18 Counties in the U.S. Where Property Taxes Are Making Residents Move

Have you been thinking about buying a house? Property taxes are a major factor to consider, and some counties in the U.S. are notorious for causing residents to flee to greener pastures (with lower tax bills). Here are 18 counties with sky-high property taxes. So, if you’re looking to save a buck or two, you might want to consider moving elsewhere.

Bergen County, New Jersey

Consistently topping the charts with effective rates exceeding 3.0%, Bergen County boasts excellent schools and diverse communities. It’s a haven for families, but a 2023 study by Rutgers University found a net outmigration trend, with residents citing high taxes as a major factor in their decision to leave.

Essex County, New Jersey

Essex County is home to Newark and historic towns and offers a vibrant mix of urban and suburban life. However, effective tax rates well over 3.0% are causing some residents to explore more affordable options. Census data shows a population decline in Essex County between 2020 and 2022, suggesting an outflow of residents.

Union County, New Jersey

Diverse and conveniently located, Union County offers a mix of residential and commercial areas. However, with effective tax rates surpassing 3.0%, it’s not surprising that a 2022 report by NJ.com highlighted the county’s struggle with retaining young families due to the high cost of living, including property taxes.

Nassau County, New York (Long Island)

Long Island living boasts beautiful beaches and affluent communities, but it doesn’t come cheap. Effective rates hovering around 3.0% have led to a decrease in property value growth in recent years, according to a 2023 report by The Real Deal. This, coupled with high taxes, might explain why some residents are seeking more affordable locations.
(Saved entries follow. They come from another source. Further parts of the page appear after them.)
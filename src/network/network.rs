use std::io::{Read, Write};
use std::path::Path;

use serde::{Serialize, Deserialize};
use tracing::{debug, info};

use crate::{
    error::{ensure_len, NnError, Result},
    layers::dense::Layer,
    loss::loss_function::LossFunction,
    math::matrix::Matrix,
};

/// A multilayer perceptron: layers evaluated in insertion order, trained
/// against a single loss.
#[derive(Debug, Clone, PartialEq, Serialize, Deserialize)]
pub struct Network {
    layers: Vec<Layer>,
    loss: LossFunction,
}

impl Network {
    pub fn new(loss: LossFunction) -> Network {
        Network { layers: Vec::new(), loss }
    }

    /// Appends `layer`. Its input size must equal the current output size.
    pub fn add_layer(&mut self, layer: Layer) -> Result<()> {
        if let Some(last) = self.layers.last() {
            ensure_len("Network::add_layer", last.size(), layer.input_size())?;
        }
        self.layers.push(layer);
        Ok(())
    }

    pub fn layers(&self) -> &[Layer] {
        &self.layers
    }

    pub(crate) fn layers_mut(&mut self) -> &mut [Layer] {
        &mut self.layers
    }

    pub fn loss(&self) -> LossFunction {
        self.loss
    }

    /// Width of the input the first layer expects, `None` for an empty network.
    pub fn input_size(&self) -> Option<usize> {
        self.layers.first().map(Layer::input_size)
    }

    pub fn output_size(&self) -> Option<usize> {
        self.layers.last().map(Layer::size)
    }

    /// Runs `input` through every layer and returns only the final output.
    pub fn predict(&self, input: &[f64]) -> Result<Vec<f64>> {
        if self.layers.is_empty() {
            return Err(NnError::EmptyNetwork);
        }
        let mut current = input.to_vec();
        for layer in &self.layers {
            current = layer.forward(&current)?;
        }
        Ok(current)
    }

    /// Forward pass that keeps every layer's output; index `i` is layer `i`'s.
    pub fn forward(&self, input: &[f64]) -> Result<Vec<Vec<f64>>> {
        if self.layers.is_empty() {
            return Err(NnError::EmptyNetwork);
        }
        let mut outputs: Vec<Vec<f64>> = Vec::with_capacity(self.layers.len());
        for layer in &self.layers {
            let next = layer.forward(outputs.last().map_or(input, Vec::as_slice))?;
            outputs.push(next);
        }
        Ok(outputs)
    }

    /// Backward pass for one sample.
    ///
    /// `layer_outputs` is what `forward(input)` returned. The loss gradient
    /// seeds the output layer; each earlier layer receives the deltas and
    /// weights of the layer after it.
    ///
    /// Returns `(deltas, gradients)`, both indexed in forward order.
    pub fn backward(
        &self,
        layer_outputs: &[Vec<f64>],
        input: &[f64],
        target: &[f64],
    ) -> Result<(Vec<Vec<f64>>, Vec<Matrix>)> {
        let n = self.layers.len();
        if n == 0 {
            return Err(NnError::EmptyNetwork);
        }
        ensure_len("Network::backward layer outputs", n, layer_outputs.len())?;

        let mut deltas: Vec<Vec<f64>> = Vec::with_capacity(n);
        let mut gradients: Vec<Matrix> = Vec::with_capacity(n);
        let mut next_deltas = self.loss.gradient(target, &layer_outputs[n - 1])?;

        for i in (0..n).rev() {
            let layer_input = if i == 0 { input } else { layer_outputs[i - 1].as_slice() };
            let next_weights = self.layers.get(i + 1).map(Layer::weights);

            let (layer_deltas, layer_gradients) = self.layers[i].backward(
                layer_input,
                &layer_outputs[i],
                &next_deltas,
                next_weights,
            )?;

            next_deltas = layer_deltas.clone();
            deltas.push(layer_deltas);
            gradients.push(layer_gradients);
        }

        deltas.reverse();
        gradients.reverse();
        Ok((deltas, gradients))
    }

    /// Fails with `NumericalInstability` if any weight or bias is NaN or infinite.
    ///
    /// Not called by the training loop on its own; callers poll it when they
    /// want to abort a diverging run.
    pub fn detect_nan(&self) -> Result<()> {
        for (i, layer) in self.layers.iter().enumerate() {
            let finite = layer.weights().iter().all(|w| w.is_finite())
                && layer.biases().iter().all(|b| b.is_finite());
            if !finite {
                return Err(NnError::NumericalInstability { layer: i });
            }
        }
        Ok(())
    }

    /// Checks every per-layer and between-layer invariant. Used after deserialization.
    fn validate(&self) -> Result<()> {
        for layer in &self.layers {
            layer.validate()?;
        }
        for pair in self.layers.windows(2) {
            ensure_len("Network layer chain", pair[0].size(), pair[1].input_size())?;
        }
        Ok(())
    }

    /// Writes the network as JSON to any byte sink.
    pub fn to_writer<W: Write>(&self, writer: W) -> Result<()> {
        serde_json::to_writer(writer, self)?;
        Ok(())
    }

    /// Reads a network written by `to_writer` and re-checks its shapes.
    pub fn from_reader<R: Read>(reader: R) -> Result<Network> {
        let network: Network = serde_json::from_reader(reader)?;
        network.validate()?;
        Ok(network)
    }

    /// Serializes the network weights to a pretty-printed JSON file.
    pub fn save_json<P: AsRef<Path>>(&self, path: P) -> Result<()> {
        let path = path.as_ref();
        let file = std::fs::File::create(path)?;
        let mut writer = std::io::BufWriter::new(file);
        serde_json::to_writer_pretty(&mut writer, self)?;
        writer.flush()?;
        info!(path = %path.display(), layers = self.layers.len(), "saved model");
        Ok(())
    }

    /// Deserializes a network from a JSON file previously written by `save_json`.
    pub fn load_json<P: AsRef<Path>>(path: P) -> Result<Network> {
        let path = path.as_ref();
        let file = std::fs::File::open(path)?;
        let network = Network::from_reader(std::io::BufReader::new(file))?;
        debug!(path = %path.display(), layers = network.layers.len(), "loaded model");
        Ok(network)
    }
}

#[cfg(test)]
mod tests {
    use super::*;
    use crate::{activation::activation::ActivationFunction, init::initializer::Initializer};
    use approx::assert_abs_diff_eq;
    use rand::{rngs::StdRng, SeedableRng};

    fn two_layer(loss: LossFunction, out: ActivationFunction) -> Network {
        let mut rng = StdRng::seed_from_u64(11);
        let mut network = Network::new(loss);
        network.add_layer(Layer::new(3, 4, ActivationFunction::Tanh, Initializer::HeNormal, &mut rng).unwrap()).unwrap();
        network.add_layer(Layer::new(4, 2, out, Initializer::HeNormal, &mut rng).unwrap()).unwrap();
        network
    }

    /// Copy of `network` with one weight shifted by `by`.
    fn nudge(network: &Network, layer_idx: usize, row: usize, col: usize, by: f64) -> Network {
        let mut nudged = network.clone();
        let layer = &mut nudged.layers_mut()[layer_idx];
        let step = Matrix::from_fn(layer.input_size(), layer.size(), |i, j| {
            if (i, j) == (row, col) { -1.0 } else { 0.0 }
        });
        let zero_deltas = vec![0.0; layer.size()];
        layer.apply_gradients(&step, &zero_deltas, by).unwrap();
        nudged
    }

    #[test]
    fn add_layer_rejects_mismatched_input() {
        let mut rng = StdRng::seed_from_u64(0);
        let mut network = Network::new(LossFunction::MeanSquaredError);
        network.add_layer(Layer::new(2, 3, ActivationFunction::ReLU, Initializer::HeNormal, &mut rng).unwrap()).unwrap();
        let bad = Layer::new(4, 1, ActivationFunction::Sigmoid, Initializer::HeNormal, &mut rng).unwrap();
        assert!(matches!(
            network.add_layer(bad),
            Err(NnError::ShapeMismatch { expected: 3, actual: 4, .. })
        ));
        assert_eq!(network.layers().len(), 1);
    }

    #[test]
    fn empty_network_cannot_predict() {
        let network = Network::new(LossFunction::CrossEntropy);
        assert!(matches!(network.predict(&[1.0]), Err(NnError::EmptyNetwork)));
    }

    #[test]
    fn forward_keeps_every_output_and_ends_at_predict() {
        let network = two_layer(LossFunction::MeanSquaredError, ActivationFunction::Sigmoid);
        let input = [0.2, -0.4, 0.9];
        let outputs = network.forward(&input).unwrap();
        assert_eq!(outputs.len(), 2);
        assert_eq!(outputs[0].len(), 4);
        assert_eq!(outputs[1], network.predict(&input).unwrap());
    }

    #[test]
    fn softmax_cross_entropy_delta_is_scaled_by_output() {
        // Softmax passes the loss gradient through, then it is multiplied by
        // the output: delta = (o - t) ⊙ o rather than o - t.
        let mut network = Network::new(LossFunction::CrossEntropy);
        network.add_layer(Layer::from_parts(Matrix::zeros(2, 2), vec![0.0, 0.0], ActivationFunction::Softmax).unwrap()).unwrap();
        let input = [1.0, 2.0];
        let outputs = network.forward(&input).unwrap();
        assert_eq!(outputs[0], vec![0.5, 0.5]);

        let (deltas, gradients) = network.backward(&outputs, &input, &[1.0, 0.0]).unwrap();
        assert_abs_diff_eq!(deltas[0][0], -0.25, epsilon = 1e-12);
        assert_abs_diff_eq!(deltas[0][1], 0.25, epsilon = 1e-12);
        assert_abs_diff_eq!(gradients[0].data[1][0], -0.5, epsilon = 1e-12);
        assert_abs_diff_eq!(gradients[0].data[1][1], 0.5, epsilon = 1e-12);
    }

    #[test]
    fn backward_returns_forward_ordered_shapes() {
        let network = two_layer(LossFunction::CrossEntropy, ActivationFunction::Softmax);
        let input = [0.2, -0.4, 0.9];
        let outputs = network.forward(&input).unwrap();
        let (deltas, gradients) = network.backward(&outputs, &input, &[1.0, 0.0]).unwrap();

        assert_eq!(deltas.iter().map(Vec::len).collect::<Vec<_>>(), vec![4, 2]);
        assert_eq!((gradients[0].rows, gradients[0].cols), (3, 4));
        assert_eq!((gradients[1].rows, gradients[1].cols), (4, 2));
    }

    #[test]
    fn backward_matches_numerical_gradient_for_mse() {
        let network = two_layer(LossFunction::MeanSquaredError, ActivationFunction::Sigmoid);
        let input = [0.3, 0.1, -0.7];
        let target = [1.0, 0.0];
        let outputs = network.forward(&input).unwrap();
        let (_, gradients) = network.backward(&outputs, &input, &target).unwrap();

        let eps = 1e-6;
        for (layer_idx, row, col) in [(0, 0, 0), (0, 2, 3), (1, 1, 0), (1, 3, 1)] {
            let plus = nudge(&network, layer_idx, row, col, eps);
            let minus = nudge(&network, layer_idx, row, col, -eps);

            let loss_plus = network.loss.apply(&target, &plus.predict(&input).unwrap()).unwrap();
            let loss_minus = network.loss.apply(&target, &minus.predict(&input).unwrap()).unwrap();
            let numeric = (loss_plus - loss_minus) / (2.0 * eps);

            assert_abs_diff_eq!(gradients[layer_idx].data[row][col], numeric, epsilon = 1e-6);
        }
    }

    #[test]
    fn backward_rejects_wrong_target_width() {
        let network = two_layer(LossFunction::MeanSquaredError, ActivationFunction::Sigmoid);
        let input = [0.0, 0.0, 0.0];
        let outputs = network.forward(&input).unwrap();
        assert!(network.backward(&outputs, &input, &[1.0, 0.0, 0.0]).is_err());
    }

    #[test]
    fn detect_nan_reports_layer() {
        let mut network = two_layer(LossFunction::MeanSquaredError, ActivationFunction::Sigmoid);
        assert!(network.detect_nan().is_ok());

        let poison = Matrix::from_fn(4, 2, |i, j| if (i, j) == (1, 1) { f64::NAN } else { 0.0 });
        network.layers_mut()[1].apply_gradients(&poison, &[0.0, 0.0], 1.0).unwrap();
        assert!(matches!(network.detect_nan(), Err(NnError::NumericalInstability { layer: 1 })));
    }

    #[test]
    fn json_round_trip_preserves_predictions() {
        let network = two_layer(LossFunction::CrossEntropy, ActivationFunction::Softmax);
        let input = [0.5, -1.5, 2.0];

        let mut bytes = Vec::new();
        network.to_writer(&mut bytes).unwrap();
        let restored = Network::from_reader(bytes.as_slice()).unwrap();

        assert_eq!(restored.loss(), LossFunction::CrossEntropy);
        assert_eq!(restored.layers().len(), 2);
        let before = network.predict(&input).unwrap();
        let after = restored.predict(&input).unwrap();
        for (a, b) in before.iter().zip(&after) {
            assert_abs_diff_eq!(*a, *b, epsilon = 1e-12);
        }
    }

    #[test]
    fn from_reader_rejects_broken_layer_chain() {
        let json = r#"{
            "layers": [
                {"weights": {"rows": 1, "cols": 2, "data": [[1.0, 2.0]]}, "biases": [0.0, 0.0], "activation": "ReLU"},
                {"weights": {"rows": 3, "cols": 1, "data": [[1.0], [1.0], [1.0]]}, "biases": [0.0], "activation": "Sigmoid"}
            ],
            "loss": "mean_squared_error"
        }"#;
        assert!(matches!(
            Network::from_reader(json.as_bytes()),
            Err(NnError::ShapeMismatch { .. })
        ));
    }
}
New York County, New York (Manhattan)

The allure of Manhattan – the iconic skyline, world-class attractions, and vibrant energy – comes at a premium. Effective rates exceeding 3.0% contribute to a high cost of living, and while Manhattan’s population remains dense, a 2022 report by CNBC noted a slowdown in population growth, possibly due to residents seeking more affordable alternatives.

Rockland County, New York

Scenic beauty, strong schools, and close proximity to NYC make Rockland County a dream for many. However, the dream comes with an effective tax rate exceeding 3.0%. A 2021 report by The Journal News found that young families, especially millennials, are leaving Rockland County at a higher rate than previous generations, citing high taxes as a major reason.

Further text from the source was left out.